The New Mexico Environment Department may soon learn that honesty is the best policy.
In October, the department sued Citizen Action, an environmental advocacy organization, to keep the group from getting its hands on a report about possible leaks at Sandia Laboratories’ Mixed Waste Landfill. Earlier this month, the New Mexico Attorney General's Office threw its two cents into the argument, saying the information should be made public.
As if the Environment Department didn't have its hands full already trying to keep its report from hitting the streets, now a state agency is siding with the environmental advocates. That's gotta sting.
"It's unfortunate that the Attorney General's Office is opposing what was our good faith effort to resolve a dispute with this group in the neutral forum of the courts," NMED Secretary Ron Curry said in a statement. "The courts can and should be able to give parties guidance when there is a dispute." The department worked with the Attorney General's Office to provide its interpretation, Curry adds. "We continue to stand by our legal analysis in this case.

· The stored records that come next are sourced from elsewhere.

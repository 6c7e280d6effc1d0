//! Measurement history source and prediction sink

use std::time::Duration;

use anyhow::Result;
use async_trait::async_trait;
use chrono::{DateTime, Utc};
use parking_lot::RwLock;
use tracing::{debug, warn};

use crate::domain::{LocationSelector, Measurement, PredictionRecord};

#[cfg(feature = "db")]
pub mod pg;

#[cfg(feature = "db")]
pub use pg::PgMeasurementRepository;

/// Where measurement history comes from and where predictions go
#[cfg_attr(test, mockall::automock)]
#[async_trait]
pub trait MeasurementRepository: Send + Sync {
    /// Readings inside `window`, ascending by timestamp within each location
    async fn fetch_history(
        &self,
        selector: &LocationSelector,
        window: chrono::Duration,
    ) -> Result<Vec<Measurement>>;

    async fn persist_predictions(&self, records: &[PredictionRecord]) -> Result<()>;
}

/// Fetch history, treating a timeout or repository error as "no data"
pub async fn fetch_history_with_timeout(
    repo: &dyn MeasurementRepository,
    selector: &LocationSelector,
    window: chrono::Duration,
    timeout: Duration,
) -> Vec<Measurement> {
    match tokio::time::timeout(timeout, repo.fetch_history(selector, window)).await {
        Ok(Ok(rows)) => {
            debug!(selector = %selector, rows = rows.len(), "Fetched measurement history");
            rows
        }
        Ok(Err(e)) => {
            warn!(selector = %selector, error = %e, "Measurement fetch failed");
            Vec::new()
        }
        Err(_) => {
            warn!(selector = %selector, timeout_ms = timeout.as_millis() as u64, "Measurement fetch timed out");
            Vec::new()
        }
    }
}

/// Process-local repository for tests, demos and local runs
#[derive(Default)]
pub struct InMemoryRepository {
    measurements: RwLock<Vec<Measurement>>,
    predictions: RwLock<Vec<PredictionRecord>>,
}

impl InMemoryRepository {
    pub fn new() -> Self {
        Self::default()
    }

    pub fn with_measurements(measurements: Vec<Measurement>) -> Self {
        Self {
            measurements: RwLock::new(measurements),
            predictions: RwLock::new(Vec::new()),
        }
    }

    /// Every prediction persisted so far
    pub fn predictions(&self) -> Vec<PredictionRecord> {
        self.predictions.read().clone()
    }
}

#[async_trait]
impl MeasurementRepository for InMemoryRepository {
    async fn fetch_history(
        &self,
        selector: &LocationSelector,
        window: chrono::Duration,
    ) -> Result<Vec<Measurement>> {
        let measurements = self.measurements.read();

        // The window ends at the newest stored reading, not at the wall clock
        let newest: Option<DateTime<Utc>> = measurements
            .iter()
            .filter(|m| selector.matches(&m.location))
            .map(|m| m.timestamp)
            .max();
        let Some(newest) = newest else {
            return Ok(Vec::new());
        };
        let cutoff = newest - window;

        let mut rows: Vec<Measurement> = measurements
            .iter()
            .filter(|m| selector.matches(&m.location) && m.timestamp >= cutoff)
            .cloned()
            .collect();
        rows.sort_by(|a, b| {
            a.location
                .cmp(&b.location)
                .then_with(|| a.timestamp.cmp(&b.timestamp))
        });
        Ok(rows)
    }

    async fn persist_predictions(&self, records: &[PredictionRecord]) -> Result<()> {
        self.predictions.write().extend_from_slice(records);
        Ok(())
    }
}
//! Machine Learning Module
//!
//! PM2.5 forecasting core:
//! - Feature engineering over per-location measurement history
//! - Random forest and gradient-boosted tree regressors
//! - Training pipeline with held-out evaluation and cross-validation
//! - Model persistence keyed by algorithm and location
//! - Recursive multi-hour prediction service
//!
//! # Architecture
//! - `features` is pure and shared by training and inference
//! - `training` writes artifacts through a [`store::ModelStore`]
//! - `inference` reads them back and feeds its own output into the next hour

use chrono::{DateTime, Utc};
use serde::{Deserialize, Serialize};
use strum::{AsRefStr, Display, EnumIter, EnumString};
use thiserror::Error;

use crate::domain::ModelVariant;

pub mod boosting;
pub mod features;
pub mod inference;
pub mod models;
pub mod smartcore;
pub mod store;
pub mod training;

pub use features::{FeatureColumn, FeatureEngineer, FeatureMatrix, FeatureRow, FeatureTable};
pub use inference::PredictionService;
pub use models::{ForecastModel, TrainedModel};
pub use store::{FileModelStore, InMemoryModelStore, ModelArtifact, ModelInfo, ModelStore};
pub use training::{ModelTrainer, TrainingConfig, TrainingResult};

/// Errors raised by the forecasting core
#[derive(Debug, Error)]
pub enum MlError {
    #[error("No training data available")]
    NoTrainingData,

    #[error("Insufficient data for {location}: {rows} samples (need {required})")]
    InsufficientData {
        location: String,
        rows: usize,
        required: usize,
    },

    #[error("Model not found: {0}")]
    ModelNotFound(String),

    #[error("Prediction failed: {0}")]
    PredictionFailure(String),

    #[error("Failed to persist predictions: {0}")]
    PersistenceFailure(String),

    #[error("Training failed: {0}")]
    Training(String),

    #[error("Invalid data: {0}")]
    InvalidData(String),

    #[error("Serialization failed: {0}")]
    Serialization(String),

    #[error(transparent)]
    Io(#[from] std::io::Error),
}

/// Regression algorithms trained per location
#[derive(
    Debug, Clone, Copy, PartialEq, Eq, Hash, Serialize, Deserialize, Display, AsRefStr, EnumString, EnumIter,
)]
#[serde(rename_all = "snake_case")]
#[strum(serialize_all = "snake_case")]
pub enum Algorithm {
    RandomForest,
    Xgboost,
}

impl Algorithm {
    /// Prefix used in artifact keys (`rf_<location>`, `xgb_<location>`)
    pub fn key_prefix(&self) -> &'static str {
        match self {
            Self::RandomForest => "rf",
            Self::Xgboost => "xgb",
        }
    }

    /// Classify an artifact by its file name. Anything not prefixed `rf_` is boosted trees.
    pub fn from_artifact_name(name: &str) -> Self {
        if name.starts_with("rf_") {
            Self::RandomForest
        } else {
            Self::Xgboost
        }
    }

    pub fn variant(&self) -> ModelVariant {
        match self {
            Self::RandomForest => ModelVariant::RandomForest,
            Self::Xgboost => ModelVariant::Xgboost,
        }
    }
}

/// Metadata stored alongside every trained model
#[derive(Debug, Clone, Serialize, Deserialize)]
pub struct ModelMetadata {
    pub model_id: String,
    pub algorithm: Algorithm,
    pub location: String,
    pub trained_at: DateTime<Utc>,
    pub training_samples: usize,
    /// Column order the regressor was fitted on
    pub feature_columns: Vec<FeatureColumn>,
}

/// Importance of one input column in a fitted model
#[derive(Debug, Clone, PartialEq, Serialize, Deserialize)]
pub struct FeatureImportance {
    pub feature: String,
    pub importance: f64,
}

/// Held-out evaluation of a trained model
#[derive(Debug, Clone, PartialEq, Serialize, Deserialize)]
pub struct ModelMetrics {
    pub mae: f64,  // Mean Absolute Error
    pub rmse: f64, // Root Mean Square Error
    pub r2: f64,   // R-squared
    pub mape: f64, // Mean Absolute Percentage Error
    pub samples: usize,
    pub timestamp: DateTime<Utc>,
    /// 5-fold cross-validated MAE (random forest only)
    #[serde(default, skip_serializing_if = "Option::is_none")]
    pub cv_mae: Option<f64>,
    /// Ten most important features (boosted trees only)
    #[serde(default, skip_serializing_if = "Option::is_none")]
    pub top_features: Option<Vec<FeatureImportance>>,
}
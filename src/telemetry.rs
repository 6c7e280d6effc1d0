use tokio::signal;
use tracing::{error, info};
use tracing_subscriber::{layer::SubscriberExt, util::SubscriberInitExt};

use crate::config::LogConfig;

const DEFAULT_FILTER: &str = "info,hyper=warn,tower_http=info,sqlx=warn";

pub fn init_tracing(cfg: &LogConfig) {
    let filter = tracing_subscriber::EnvFilter::try_from_default_env()
        .unwrap_or_else(|_| DEFAULT_FILTER.into());
    let registry = tracing_subscriber::registry().with(filter);

    // try_init: tests and embedders may have installed a subscriber already
    let installed = if cfg.format.eq_ignore_ascii_case("pretty") {
        registry.with(tracing_subscriber::fmt::layer().pretty()).try_init()
    } else {
        registry.with(tracing_subscriber::fmt::layer().json()).try_init()
    };
    if installed.is_err() {
        info!("tracing subscriber already installed");
    }
}

pub async fn shutdown_signal() {
    let ctrl_c = async {
        if let Err(e) = signal::ctrl_c().await {
            error!(error = %e, "failed to listen for Ctrl+C");
            std::future::pending::<()>().await;
        }
    };

    #[cfg(unix)]
    let terminate = async {
        match signal::unix::signal(signal::unix::SignalKind::terminate()) {
            Ok(mut sigterm) => {
                sigterm.recv().await;
            }
            Err(e) => {
                error!(error = %e, "failed to install SIGTERM handler");
                std::future::pending::<()>().await;
            }
        }
    };
    #[cfg(not(unix))]
    let terminate = std::future::pending::<()>();

    tokio::select! { _ = ctrl_c => {}, _ = terminate => {}, }
    info!("shutdown signal received");
}
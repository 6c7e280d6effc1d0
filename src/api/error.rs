use axum::{
    http::StatusCode,
    response::{IntoResponse, Response},
    Json,
};
use serde::Serialize;
use thiserror::Error;

use crate::ml::MlError;

/// API error types that can be returned from handlers
#[derive(Debug, Error)]
pub enum ApiError {
    #[error("Resource not found: {0}")]
    NotFound(String),

    #[error("Bad request: {0}")]
    BadRequest(String),

    #[error("Validation error: {0}")]
    ValidationError(String),

    #[error("Internal server error: {0}")]
    InternalError(String),

    #[error("Service unavailable: {0}")]
    ServiceUnavailable(String),
}

/// Error response that gets serialized to JSON
#[derive(Debug, Serialize)]
struct ErrorResponse {
    error: String,
    message: String,
}

impl ApiError {
    fn status_code(&self) -> StatusCode {
        match self {
            ApiError::NotFound(_) => StatusCode::NOT_FOUND,
            ApiError::BadRequest(_) | ApiError::ValidationError(_) => StatusCode::BAD_REQUEST,
            ApiError::InternalError(_) => StatusCode::INTERNAL_SERVER_ERROR,
            ApiError::ServiceUnavailable(_) => StatusCode::SERVICE_UNAVAILABLE,
        }
    }

    fn error_type(&self) -> &'static str {
        match self {
            ApiError::NotFound(_) => "NotFound",
            ApiError::BadRequest(_) => "BadRequest",
            ApiError::ValidationError(_) => "ValidationError",
            ApiError::InternalError(_) => "InternalServerError",
            ApiError::ServiceUnavailable(_) => "ServiceUnavailable",
        }
    }
}

impl IntoResponse for ApiError {
    fn into_response(self) -> Response {
        let status = self.status_code();
        let error_type = self.error_type();

        let message = match &self {
            ApiError::InternalError(_) => {
                tracing::error!(error = %self, "API error occurred");
                "An internal error occurred".to_string()
            }
            ApiError::ServiceUnavailable(_) => {
                tracing::warn!(error = %self, "Service unavailable");
                self.to_string()
            }
            _ => {
                tracing::debug!(error = %self, "Client error");
                self.to_string()
            }
        };

        let error_response = ErrorResponse {
            error: error_type.to_string(),
            message,
        };

        (status, Json(error_response)).into_response()
    }
}

impl From<MlError> for ApiError {
    fn from(error: MlError) -> Self {
        match error {
            MlError::NoTrainingData => ApiError::ServiceUnavailable(error.to_string()),
            MlError::ModelNotFound(name) => ApiError::NotFound(format!("Model {name}")),
            MlError::InsufficientData { .. } | MlError::InvalidData(_) => {
                ApiError::BadRequest(error.to_string())
            }
            _ => ApiError::InternalError(error.to_string()),
        }
    }
}

impl From<anyhow::Error> for ApiError {
    fn from(error: anyhow::Error) -> Self {
        ApiError::InternalError(error.to_string())
    }
}

impl From<validator::ValidationErrors> for ApiError {
    fn from(errors: validator::ValidationErrors) -> Self {
        ApiError::ValidationError(errors.to_string())
    }
}
//! Model training pipeline
//!
//! For every location in the fetched history: clean the target, negotiate
//! the feature schema, hold out a seeded test split, fit both regressors,
//! evaluate them and persist the pair.

use std::collections::BTreeMap;
use std::sync::Arc;
use std::time::Duration;

use chrono::Utc;
use itertools::Itertools;
use rand::rngs::StdRng;
use rand::seq::SliceRandom;
use rand::SeedableRng;
use serde::{Deserialize, Serialize};
use strum::Display;
use tracing::{error, info, warn};

use super::boosting::{BoostingParams, GradientBoostedTrees};
use super::features::{FeatureColumn, FeatureEngineer, FeatureTable};
use super::models::{Regressor, TrainedModel};
use super::smartcore::{RandomForestParams, SmartcoreRandomForest};
use super::store::{model_key, ModelArtifact, ModelStore};
use super::{Algorithm, FeatureImportance, MlError, ModelMetadata, ModelMetrics};
use crate::config::MlConfig;
use crate::domain::LocationSelector;
use crate::repo::{fetch_history_with_timeout, MeasurementRepository};

const TOP_FEATURES: usize = 10;

/// Training Configuration
#[derive(Debug, Clone)]
pub struct TrainingConfig {
    pub random_forest: RandomForestParams,
    pub boosting: BoostingParams,
    /// Fraction of rows held out for evaluation
    pub test_size: f64,
    pub cv_folds: usize,
    pub split_seed: u64,
    pub min_training_rows: usize,
    pub training_window: chrono::Duration,
    pub fetch_timeout: Duration,
}

impl Default for TrainingConfig {
    fn default() -> Self {
        Self::from_ml_config(&MlConfig::default())
    }
}

impl TrainingConfig {
    pub fn from_ml_config(cfg: &MlConfig) -> Self {
        Self {
            random_forest: RandomForestParams::default(),
            boosting: BoostingParams::default(),
            test_size: 0.2,
            cv_folds: 5,
            split_seed: 42,
            min_training_rows: cfg.min_training_rows,
            training_window: cfg.training_window(),
            fetch_timeout: cfg.fetch_timeout(),
        }
    }
}

#[derive(Debug, Clone, Copy, PartialEq, Eq, Serialize, Deserialize, Display)]
#[serde(rename_all = "snake_case")]
#[strum(serialize_all = "snake_case")]
pub enum TrainingStatus {
    Success,
    /// History was fetched but no location produced models
    NoModelsTrained,
}

/// Held-out metrics of both models for one location
#[derive(Debug, Clone, PartialEq, Serialize, Deserialize)]
pub struct LocationMetrics {
    pub random_forest: ModelMetrics,
    pub xgboost: ModelMetrics,
}

#[derive(Debug, Clone, PartialEq, Serialize, Deserialize)]
pub struct LocationTraining {
    pub location: String,
    pub models: Vec<Algorithm>,
    pub metrics: LocationMetrics,
}

#[derive(Debug, Clone, PartialEq, Serialize, Deserialize)]
pub struct SkippedLocation {
    pub location: String,
    pub reason: String,
}

#[derive(Debug, Clone, PartialEq, Serialize, Deserialize)]
pub struct TrainingResult {
    pub status: TrainingStatus,
    pub models_trained: Vec<LocationTraining>,
    pub skipped: Vec<SkippedLocation>,
    /// Metrics keyed by model key (`rf_<location>`, `xgb_<location>`)
    pub metrics: BTreeMap<String, ModelMetrics>,
}

/// Model Trainer
pub struct ModelTrainer {
    repo: Arc<dyn MeasurementRepository>,
    store: Arc<dyn ModelStore>,
    engineer: FeatureEngineer,
    config: TrainingConfig,
}
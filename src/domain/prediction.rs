use chrono::{DateTime, Utc};
use serde::{Deserialize, Serialize};
use strum::{AsRefStr, Display, EnumString};

/// Which model produced a prediction record
#[derive(Debug, Clone, Copy, PartialEq, Eq, Hash, Serialize, Deserialize, Display, AsRefStr, EnumString)]
#[serde(rename_all = "snake_case")]
#[strum(serialize_all = "snake_case")]
pub enum ModelVariant {
    RandomForest,
    Xgboost,
    /// Arithmetic mean of the random forest and xgboost predictions
    Ensemble,
    /// The only model that produced a value for that hour
    SingleModel,
}

impl ModelVariant {
    /// Base confidence before the magnitude adjustment
    pub fn base_confidence(&self) -> f64 {
        match self {
            Self::Ensemble => 0.90,
            Self::Xgboost => 0.87,
            Self::RandomForest | Self::SingleModel => 0.85,
        }
    }
}

/// One forecast value for one location and one target hour
#[derive(Debug, Clone, PartialEq, Serialize, Deserialize)]
pub struct PredictionRecord {
    pub location: String,
    pub prediction_made_at: DateTime<Utc>,
    pub target_timestamp: DateTime<Utc>,
    /// Always >= 0
    pub predicted_pm25: f64,
    /// Heuristic score in [0, 1]
    pub confidence: f64,
    pub model_name: ModelVariant,
}

#[cfg(test)]
mod tests {
    use super::*;
    use std::str::FromStr;

    #[test]
    fn test_variant_names() {
        assert_eq!(ModelVariant::RandomForest.to_string(), "random_forest");
        assert_eq!(ModelVariant::Xgboost.as_ref(), "xgboost");
        assert_eq!(ModelVariant::SingleModel.to_string(), "single_model");
        assert_eq!(ModelVariant::from_str("ensemble").unwrap(), ModelVariant::Ensemble);
        assert_eq!(
            serde_json::to_string(&ModelVariant::SingleModel).unwrap(),
            "\"single_model\""
        );
    }
}
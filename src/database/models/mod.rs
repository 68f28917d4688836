pub mod category;
pub mod collection;
pub mod item;
pub mod user;

pub use category::{Category, NewCategory};
pub use collection::{Collection, CollectionUpdate, NewCollection};
pub use item::{Item, ItemUpdate, NewItem};
pub use user::{ProfileUpdate, UserProfile, BIRTH_DATE_FORMAT};
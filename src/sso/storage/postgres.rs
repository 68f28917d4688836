use async_trait::async_trait;
use sqlx::PgPool;

use super::{App, CredentialStore, CredentialStoreError, UserCredentials};
use crate::database::manager::is_unique_violation;

/// `users` / `apps` tables, see `schema/sso.sql`
#[derive(Debug, Clone)]
pub struct PgCredentialStore {
    pool: PgPool,
}

impl PgCredentialStore {
    pub fn new(pool: PgPool) -> Self {
        Self { pool }
    }
}

#[async_trait]
impl CredentialStore for PgCredentialStore {
    async fn save_user(&self, email: &str, pass_hash: &str) -> Result<i64, CredentialStoreError> {
        sqlx::query_scalar::<_, i64>("INSERT INTO users (email, pass_hash) VALUES ($1, $2) RETURNING id")
            .bind(email)
            .bind(pass_hash)
            .fetch_one(&self.pool)
            .await
            .map_err(|e| {
                if is_unique_violation(&e) {
                    CredentialStoreError::UserExists
                } else {
                    CredentialStoreError::Sqlx(e)
                }
            })
    }

    async fn user_by_email(&self, email: &str) -> Result<UserCredentials, CredentialStoreError> {
        sqlx::query_as::<_, UserCredentials>(
            "SELECT id, email, pass_hash, is_admin FROM users WHERE email = $1",
        )
        .bind(email)
        .fetch_optional(&self.pool)
        .await?
        .ok_or(CredentialStoreError::UserNotFound)
    }

    async fn app(&self, app_id: i32) -> Result<App, CredentialStoreError> {
        sqlx::query_as::<_, App>("SELECT id, name, secret FROM apps WHERE id = $1")
            .bind(app_id)
            .fetch_optional(&self.pool)
            .await?
            .ok_or(CredentialStoreError::AppNotFound)
    }

    async fn is_admin(&self, user_id: i64) -> Result<bool, CredentialStoreError> {
        sqlx::query_scalar::<_, bool>("SELECT is_admin FROM users WHERE id = $1")
            .bind(user_id)
            .fetch_optional(&self.pool)
            .await?
            .ok_or(CredentialStoreError::UserNotFound)
    }
}
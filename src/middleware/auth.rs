use axum::{
    extract::{Request, State},
    http::HeaderMap,
    middleware::Next,
    response::Response,
};

use crate::app::AppState;
use crate::auth::{verify_token, Claims, TokenError};
use crate::error::ApiError;

/// Authenticated user context extracted from JWT
#[derive(Clone, Debug)]
pub struct AuthUser {
    pub user_id: i64,
    pub email: String,
    pub app_id: i32,
}

impl From<Claims> for AuthUser {
    fn from(claims: Claims) -> Self {
        Self {
            user_id: claims.uid,
            email: claims.email,
            app_id: claims.app_id,
        }
    }
}

/// JWT authentication middleware that validates tokens and extracts user context
pub async fn jwt_auth_middleware(
    State(state): State<AppState>,
    headers: HeaderMap,
    mut request: Request,
    next: Next,
) -> Result<Response, ApiError> {
    let token = extract_jwt_from_headers(&headers).map_err(ApiError::unauthorized)?;

    let claims = verify_token(&token, &state.auth.app_secret).map_err(|e| match e {
        TokenError::Expired => ApiError::unauthorized("Token expired"),
        TokenError::EmptySecret => {
            tracing::error!("JWT secret not configured");
            ApiError::internal_server_error("Authentication is misconfigured")
        }
        other => {
            tracing::debug!("rejected bearer token: {}", other);
            ApiError::unauthorized("Invalid JWT token")
        }
    })?;

    if claims.app_id != state.auth.app_id {
        tracing::debug!(token_app_id = claims.app_id, "token issued for another app");
        return Err(ApiError::unauthorized("Token was issued for another application"));
    }

    request.extensions_mut().insert(AuthUser::from(claims));

    Ok(next.run(request).await)
}

/// Extract JWT token from Authorization header
fn extract_jwt_from_headers(headers: &HeaderMap) -> Result<String, String> {
    let auth_header = headers
        .get(axum::http::header::AUTHORIZATION)
        .ok_or_else(|| "Missing Authorization header".to_string())?;

    let auth_str = auth_header
        .to_str()
        .map_err(|_| "Invalid Authorization header format".to_string())?;

    if let Some(token) = auth_str.strip_prefix("Bearer ") {
        if token.trim().is_empty() {
            return Err("Empty JWT token".to_string());
        }
        Ok(token.trim().to_string())
    } else {
        Err("Authorization header must use Bearer token format".to_string())
    }
}
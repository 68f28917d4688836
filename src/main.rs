use anyhow::Context;
use clap::Parser;
use std::path::PathBuf;
use std::sync::Arc;

use heritage_keeper::app::{self, AppState, RouterOptions};
use heritage_keeper::config::KeeperConfig;
use heritage_keeper::database::{DatabaseManager, PgStore};
use heritage_keeper::identity::IdentityClient;
use heritage_keeper::services::KeeperService;
use heritage_keeper::{shutdown, telemetry};

/// keeper-api: collections, items and profiles over HTTP
#[derive(Parser, Debug)]
#[command(name = "keeper-api", version)]
struct Args {
    /// Path to the YAML config (falls back to CONFIG_PATH)
    #[arg(long)]
    config: Option<PathBuf>,
}

#[tokio::main]
async fn main() -> anyhow::Result<()> {
    // Load .env if present so local runs pick up CONFIG_PATH, STORAGE_*, etc.
    let _ = dotenvy::dotenv();

    let args = Args::parse();
    let config = KeeperConfig::load(args.config.as_deref()).context("failed to load config")?;

    telemetry::init(config.env);
    tracing::info!("Starting keeper-api in {:?} mode", config.env);

    let database = DatabaseManager::connect(&config.storage)
        .await
        .context("failed to connect to database")?;
    let store = Arc::new(PgStore::new(database.pool().clone()));

    let identity = IdentityClient::new(&config.clients.sso).context("failed to build identity client")?;
    tracing::info!(
        address = %config.clients.sso.address,
        retries = config.clients.sso.retries_count,
        "identity client ready"
    );

    let state = AppState::new(
        KeeperService::new(store),
        Arc::new(identity),
        config.app_id,
        &config.app_secret,
    )
    .with_database(database.clone());
    let router = app::router(state, &RouterOptions::from(&config));

    let listener = tokio::net::TcpListener::bind(&config.http_server.address)
        .await
        .with_context(|| format!("failed to bind {}", config.http_server.address))?;
    tracing::info!("keeper-api listening on http://{}", config.http_server.address);

    axum::serve(listener, router)
        .with_graceful_shutdown(shutdown::shutdown_signal())
        .await
        .context("server error")?;

    database.close().await;
    tracing::info!("keeper-api stopped");
    Ok(())
}
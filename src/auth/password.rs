use argon2::password_hash::rand_core::OsRng;
use argon2::password_hash::{PasswordHash, PasswordHasher, PasswordVerifier, SaltString};
use argon2::Argon2;

/// Hash a password into an Argon2id PHC string
pub fn hash_password(password: &str) -> Result<String, String> {
    let salt = SaltString::generate(&mut OsRng);
    Argon2::default()
        .hash_password(password.as_bytes(), &salt)
        .map(|hash| hash.to_string())
        .map_err(|e| format!("Password hashing failed: {}", e))
}

/// Compare a plain text password against a stored PHC hash.
/// A malformed stored hash counts as a mismatch.
pub fn verify_password(password: &str, hash: &str) -> bool {
    match PasswordHash::new(hash) {
        Ok(parsed) => Argon2::default()
            .verify_password(password.as_bytes(), &parsed)
            .is_ok(),
        Err(_) => false,
    }
}

#[cfg(test)]
mod tests {
    use super::*;

    #[test]
    fn hash_then_verify() {
        let hash = hash_password("correct horse").unwrap();
        assert!(hash.starts_with("$argon2"));
        assert!(verify_password("correct horse", &hash));
        assert!(!verify_password("battery staple", &hash));
    }

    #[test]
    fn salts_differ() {
        let a = hash_password("pw").unwrap();
        let b = hash_password("pw").unwrap();
        assert_ne!(a, b);
    }

    #[test]
    fn garbage_hash_does_not_verify() {
        assert!(!verify_password("pw", "not-a-phc-string"));
    }
}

We believe in our position it is only fair to have an opportunity for a court assessment."
Translation: The Attorney General's Office should mind its own damn business.
Marissa Stone, NMED's communications director, says not releasing the report, completed by the consulting company TechLaw, is department policy. "The report is a draft document that's not releasable under the standards we follow," Stone says. "Only after several revisions are reports made into final documents that become public record."
NMED might want to rethink that policy, because it gives the public the impression the department has something to hide when there may be nothing to be ashamed of. Even if the report doesn't paint a rosy picture of the Sandia Labs' dump, the speculation generated from NMED's guarded secrecy isn't doing the department any favors in terms of public perception.
The Attorney General's decision to back Citizen Action should be applauded. It adds another level of legitimacy to the group's request and puts NMED in a tight spot, which could make the department think twice before it refuses to give out information in the future.
NMED's secrecy lands it in a no-win situation. If the department won't have to release the document until it becomes final, the public version will be taken by many with a grain of salt because of how hesitant the department has been to release the unedited findings. Or NMED will have to turn over the report, admit defeat in court and possibly reveal some information NMED wishes could be kept under wraps.